ACTIVITY: For each line below with the word "LoseGold", write out a copy.

Recorded data:
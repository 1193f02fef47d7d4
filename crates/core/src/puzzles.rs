//! Puzzle pool, non-repeating issuance, and answer checking.

use std::collections::BTreeSet;
use std::iter;

use serde::Serialize;

use crate::rng::Roller;
use crate::types::ItemKind;

#[derive(Clone, Copy, Debug, PartialEq, Eq, Serialize)]
#[serde(rename_all = "snake_case")]
pub enum PuzzleKind {
    Riddle,
    Math,
    Sequence,
    Cipher,
    Logic,
    Pattern,
}

#[derive(Clone, Copy, Debug, PartialEq, Eq, Serialize)]
#[serde(rename_all = "snake_case", tag = "type")]
pub enum PuzzleEffect {
    GainGold { amount: u32 },
    GrantItem { item: ItemKind },
    Damage { amount: i32 },
    LoseGold { amount: u32 },
}

#[derive(Debug, PartialEq, Eq, Serialize)]
pub struct Puzzle {
    pub id: &'static str,
    pub kind: PuzzleKind,
    pub question: &'static str,
    pub answer: &'static str,
    pub aliases: &'static [&'static str],
    pub hints: &'static [&'static str],
    pub reward: PuzzleEffect,
    pub penalty: PuzzleEffect,
}

impl Puzzle {
    /// Trimmed, case-insensitive exact match against the answer or any alias.
    pub fn accepts(&self, answer: &str) -> bool {
        let normalized = answer.trim().to_lowercase();
        iter::once(self.answer)
            .chain(self.aliases.iter().copied())
            .any(|accepted| accepted.to_lowercase() == normalized)
    }

    pub fn hint(&self, index: usize) -> Option<&'static str> {
        self.hints.get(index).copied()
    }
}

pub static PUZZLE_POOL: [Puzzle; 8] = [
    Puzzle {
        id: "riddle-1",
        kind: PuzzleKind::Riddle,
        question: "I have keys but no locks. I have space but no room. You can enter but can't go inside. What am I?",
        answer: "keyboard",
        aliases: &[],
        hints: &["Think about what you're using right now.", "It has keys, but not for doors."],
        reward: PuzzleEffect::GainGold { amount: 30 },
        penalty: PuzzleEffect::Damage { amount: 5 },
    },
    Puzzle {
        id: "riddle-2",
        kind: PuzzleKind::Riddle,
        question: "The more you take, the more you leave behind. What am I?",
        answer: "footsteps",
        aliases: &[],
        hints: &["Think about walking.", "You leave them on the ground."],
        reward: PuzzleEffect::GrantItem { item: ItemKind::HealthPotion },
        penalty: PuzzleEffect::Damage { amount: 5 },
    },
    Puzzle {
        id: "math-1",
        kind: PuzzleKind::Math,
        question: "A chamber has 4 walls. Each wall has 3 torches. Each torch burns for 2 hours. How many total torch-hours light this room?",
        answer: "24",
        aliases: &[],
        hints: &["Multiply step by step.", "4 × 3 × 2"],
        reward: PuzzleEffect::GainGold { amount: 25 },
        penalty: PuzzleEffect::LoseGold { amount: 10 },
    },
    Puzzle {
        id: "sequence-1",
        kind: PuzzleKind::Sequence,
        question: "What comes next? 🏰 💎 🏰 💎 💎 🏰 💎 💎 💎 🏰 ...",
        answer: "💎💎💎💎",
        aliases: &["4 diamonds", "4", "four diamonds"],
        hints: &["Count the 💎 between each 🏰.", "The pattern: 1, 2, 3, ..."],
        reward: PuzzleEffect::GrantItem { item: ItemKind::Compass },
        penalty: PuzzleEffect::Damage { amount: 10 },
    },
    Puzzle {
        id: "cipher-1",
        kind: PuzzleKind::Cipher,
        question: "Decode this message: YLFWRULD -> ???\n(Hint: Caesar cipher, shift 3 backwards)",
        answer: "victoria",
        aliases: &[],
        hints: &["Each letter shifts back by 3.", "Y→V, L→I, F→C..."],
        reward: PuzzleEffect::GrantItem { item: ItemKind::VisionScroll },
        penalty: PuzzleEffect::Damage { amount: 5 },
    },
    Puzzle {
        id: "logic-1",
        kind: PuzzleKind::Logic,
        question: "Three chests: Gold, Silver, Bronze. One has treasure, one has a trap, one is empty.\n- The Gold chest says: \"The trap is in Silver.\"\n- The Silver chest says: \"I am empty.\"\n- The Bronze chest says: \"The treasure is in Gold.\"\nExactly ONE chest tells the truth. Which chest has the treasure?",
        answer: "silver",
        aliases: &[],
        hints: &[
            "If Gold is telling the truth, what follows?",
            "Try assuming each one is the truth-teller.",
        ],
        reward: PuzzleEffect::GrantItem { item: ItemKind::Shield },
        penalty: PuzzleEffect::Damage { amount: 15 },
    },
    Puzzle {
        id: "riddle-3",
        kind: PuzzleKind::Riddle,
        question: "I am not alive, but I grow. I don't have lungs, but I need air. I don't have a mouth, but water kills me. What am I?",
        answer: "fire",
        aliases: &[],
        hints: &["It's an element.", "It's hot."],
        reward: PuzzleEffect::GainGold { amount: 20 },
        penalty: PuzzleEffect::Damage { amount: 5 },
    },
    Puzzle {
        id: "pattern-1",
        kind: PuzzleKind::Pattern,
        question: "Complete the pattern:\n🔴⚪🔴🔴⚪🔴🔴🔴⚪...\nWhat are the next 4 symbols?",
        answer: "🔴🔴🔴🔴",
        aliases: &["4 red", "rrrr", "four red"],
        hints: &["Count the reds between each white.", "1, 2, 3, ..."],
        reward: PuzzleEffect::GrantItem { item: ItemKind::TrapKit },
        penalty: PuzzleEffect::LoseGold { amount: 15 },
    },
];

#[derive(Clone, Copy, Debug, PartialEq, Eq)]
pub enum AnswerResult {
    Correct(PuzzleEffect),
    Wrong(PuzzleEffect),
}

impl AnswerResult {
    pub fn is_correct(self) -> bool {
        matches!(self, AnswerResult::Correct(_))
    }

    pub fn effect(self) -> PuzzleEffect {
        match self {
            AnswerResult::Correct(effect) | AnswerResult::Wrong(effect) => effect,
        }
    }
}

#[derive(Clone, Debug)]
pub struct PuzzleManager {
    pool: &'static [Puzzle],
    issued: BTreeSet<&'static str>,
}

impl Default for PuzzleManager {
    fn default() -> Self {
        Self::new()
    }
}

impl PuzzleManager {
    pub fn new() -> Self {
        Self::with_pool(&PUZZLE_POOL)
    }

    pub fn with_pool(pool: &'static [Puzzle]) -> Self {
        Self { pool, issued: BTreeSet::new() }
    }

    /// Uniform over puzzles not yet issued this cycle. An exhausted cycle starts over
    /// and the drawn puzzle opens the new one.
    pub fn next_puzzle(&mut self, roller: &mut impl Roller) -> Option<&'static Puzzle> {
        let pool = self.pool;
        if pool.is_empty() {
            return None;
        }
        let mut available: Vec<&'static Puzzle> =
            pool.iter().filter(|puzzle| !self.issued.contains(puzzle.id)).collect();
        if available.is_empty() {
            tracing::debug!(pool = pool.len(), "puzzle pool exhausted, starting a new cycle");
            self.issued.clear();
            available = pool.iter().collect();
        }
        let puzzle = available[roller.pick_index(available.len())];
        self.issued.insert(puzzle.id);
        Some(puzzle)
    }

    pub fn check_answer(&self, puzzle: &Puzzle, answer: &str) -> AnswerResult {
        if puzzle.accepts(answer) {
            AnswerResult::Correct(puzzle.reward)
        } else {
            AnswerResult::Wrong(puzzle.penalty)
        }
    }

    pub fn hint(&self, puzzle: &Puzzle, index: usize) -> &'static str {
        puzzle.hint(index).unwrap_or("No more hints available.")
    }

    pub fn issued_count(&self) -> usize {
        self.issued.len()
    }
}

#[cfg(test)]
mod tests {
    use super::*;
    use crate::rng::{GameRng, ScriptedRoller};

    fn puzzle(id: &str) -> &'static Puzzle {
        PUZZLE_POOL.iter().find(|puzzle| puzzle.id == id).unwrap()
    }

    #[test]
    fn answers_match_trimmed_and_case_insensitive() {
        let manager = PuzzleManager::new();
        let riddle = puzzle("riddle-1");
        assert!(manager.check_answer(riddle, "  KeyBoard \n").is_correct());
        assert_eq!(manager.check_answer(riddle, "keyboards"), AnswerResult::Wrong(riddle.penalty));
        assert!(!manager.check_answer(riddle, "").is_correct());
    }

    #[test]
    fn every_alias_is_accepted() {
        let manager = PuzzleManager::new();
        for puzzle in &PUZZLE_POOL {
            assert!(manager.check_answer(puzzle, puzzle.answer).is_correct(), "{}", puzzle.id);
            for alias in puzzle.aliases {
                let shouted = alias.to_uppercase();
                assert_eq!(
                    manager.check_answer(puzzle, &shouted),
                    AnswerResult::Correct(puzzle.reward),
                    "{} should accept {alias}",
                    puzzle.id
                );
            }
        }
    }

    #[test]
    fn a_full_cycle_issues_each_puzzle_once() {
        let mut manager = PuzzleManager::new();
        let mut rng = GameRng::from_seed(31);
        let mut seen = BTreeSet::new();
        for _ in 0..PUZZLE_POOL.len() {
            let puzzle = manager.next_puzzle(&mut rng).unwrap();
            assert!(seen.insert(puzzle.id), "{} issued twice in one cycle", puzzle.id);
        }
        assert_eq!(manager.issued_count(), PUZZLE_POOL.len());

        manager.next_puzzle(&mut rng).unwrap();
        assert_eq!(manager.issued_count(), 1);
    }

    #[test]
    fn draws_skip_already_issued_puzzles() {
        let mut manager = PuzzleManager::new();
        let first = manager.next_puzzle(&mut ScriptedRoller::new([0])).unwrap();
        let second = manager.next_puzzle(&mut ScriptedRoller::new([0])).unwrap();
        assert_eq!(first.id, "riddle-1");
        assert_eq!(second.id, "riddle-2");
    }

    #[test]
    fn hints_run_out_politely() {
        let manager = PuzzleManager::new();
        let math = puzzle("math-1");
        assert_eq!(manager.hint(math, 0), "Multiply step by step.");
        assert_eq!(manager.hint(math, 2), "No more hints available.");
    }

    #[test]
    fn empty_pool_yields_nothing() {
        static EMPTY: [Puzzle; 0] = [];
        let mut manager = PuzzleManager::with_pool(&EMPTY);
        assert!(manager.next_puzzle(&mut ScriptedRoller::default()).is_none());
    }
}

PROBLEM SOLUTION:
    LoseGold { amount: u32 },
        penalty: PuzzleEffect::LoseGold { amount: 10 },
        penalty: PuzzleEffect::LoseGold { amount: 15 },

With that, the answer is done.